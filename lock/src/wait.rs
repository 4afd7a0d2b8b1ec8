//! Retry loop shared by every blocking acquisition.

use std::future::Future;
use std::time::Duration;

use rand::Rng;
use tokio_util::sync::CancellationToken;
use tracing::debug;

use latchkey_common::{CoordinationError, Deadline, OwnerId, Result};
use latchkey_store::AtomicStore;

use crate::config::LockConfig;
use crate::lease::Attempt;

/// Bounds of the delay between contended attempts.
#[derive(Debug, Clone, Copy)]
pub(crate) struct RetryPolicy {
    pub min: Duration,
    pub max: Duration,
}

impl RetryPolicy {
    pub fn from_config(config: &LockConfig) -> Self {
        Self {
            min: config.retry_min_backoff,
            max: config.retry_max_backoff,
        }
    }
}

/// Exponential backoff with jitter.
#[derive(Debug)]
pub(crate) struct Backoff {
    next: Duration,
    max: Duration,
}

impl Backoff {
    pub fn new(policy: RetryPolicy) -> Self {
        Self {
            next: policy.min,
            max: policy.max,
        }
    }

    /// Next delay: uniformly drawn from the upper half of the current step.
    pub fn next_delay(&mut self) -> Duration {
        let step = self.next;
        self.next = (self.next * 2).min(self.max);

        let half = step / 2;
        let jitter_ms = rand::thread_rng().gen_range(0..=half.as_millis() as u64);
        half + Duration::from_millis(jitter_ms)
    }
}

/// One blocked caller waiting for its turn.
pub(crate) struct Waiter<'a> {
    pub store: &'a dyn AtomicStore,
    pub signal: &'a str,
    pub key: &'a str,
    pub owner: &'a OwnerId,
    pub deadline: Deadline,
    pub cancel: Option<&'a CancellationToken>,
    pub policy: RetryPolicy,
}

impl Waiter<'_> {
    /// Call `attempt` until it grants a hold, the deadline passes or the
    /// caller cancels. Between attempts the waiter sleeps on the release
    /// signal, never longer than the holder's remaining lease.
    pub async fn run<F, Fut>(&self, mut attempt: F) -> Result<u32>
    where
        F: FnMut() -> Fut,
        Fut: Future<Output = Result<Attempt>>,
    {
        let cancel = self.cancel.cloned().unwrap_or_default();
        let mut backoff = Backoff::new(self.policy);

        loop {
            if cancel.is_cancelled() {
                return Err(self.cancelled());
            }

            let retry_after = match attempt().await? {
                Attempt::Acquired { hold_count } => return Ok(hold_count),
                Attempt::WouldDeadlock => {
                    return Err(CoordinationError::WouldDeadlock {
                        key: self.key.to_string(),
                        owner: self.owner.clone(),
                    })
                }
                Attempt::Blocked { retry_after_ms } => retry_after_ms.map(Duration::from_millis),
            };

            if self.deadline.is_exceeded() {
                return Err(CoordinationError::AcquisitionTimeout {
                    key: self.key.to_string(),
                    waited: self.deadline.elapsed(),
                });
            }

            let mut delay = backoff.next_delay();
            if let Some(lease_left) = retry_after {
                delay = delay.min(lease_left);
            }
            let delay = self.deadline.clamp(delay.max(Duration::from_millis(1)));

            debug!(key = %self.key, owner = %self.owner, delay_ms = delay.as_millis() as u64, "Lock busy, waiting");

            tokio::select! {
                biased;
                _ = cancel.cancelled() => return Err(self.cancelled()),
                woken = self.store.wait_for_signal(self.signal, delay) => woken?,
            }
        }
    }

    fn cancelled(&self) -> CoordinationError {
        CoordinationError::Cancelled {
            key: self.key.to_string(),
        }
    }
}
####################
**Work task**:
Lines in the data containing the string "config" are to be counted; give that number alone.

**Solution for this problem**:
4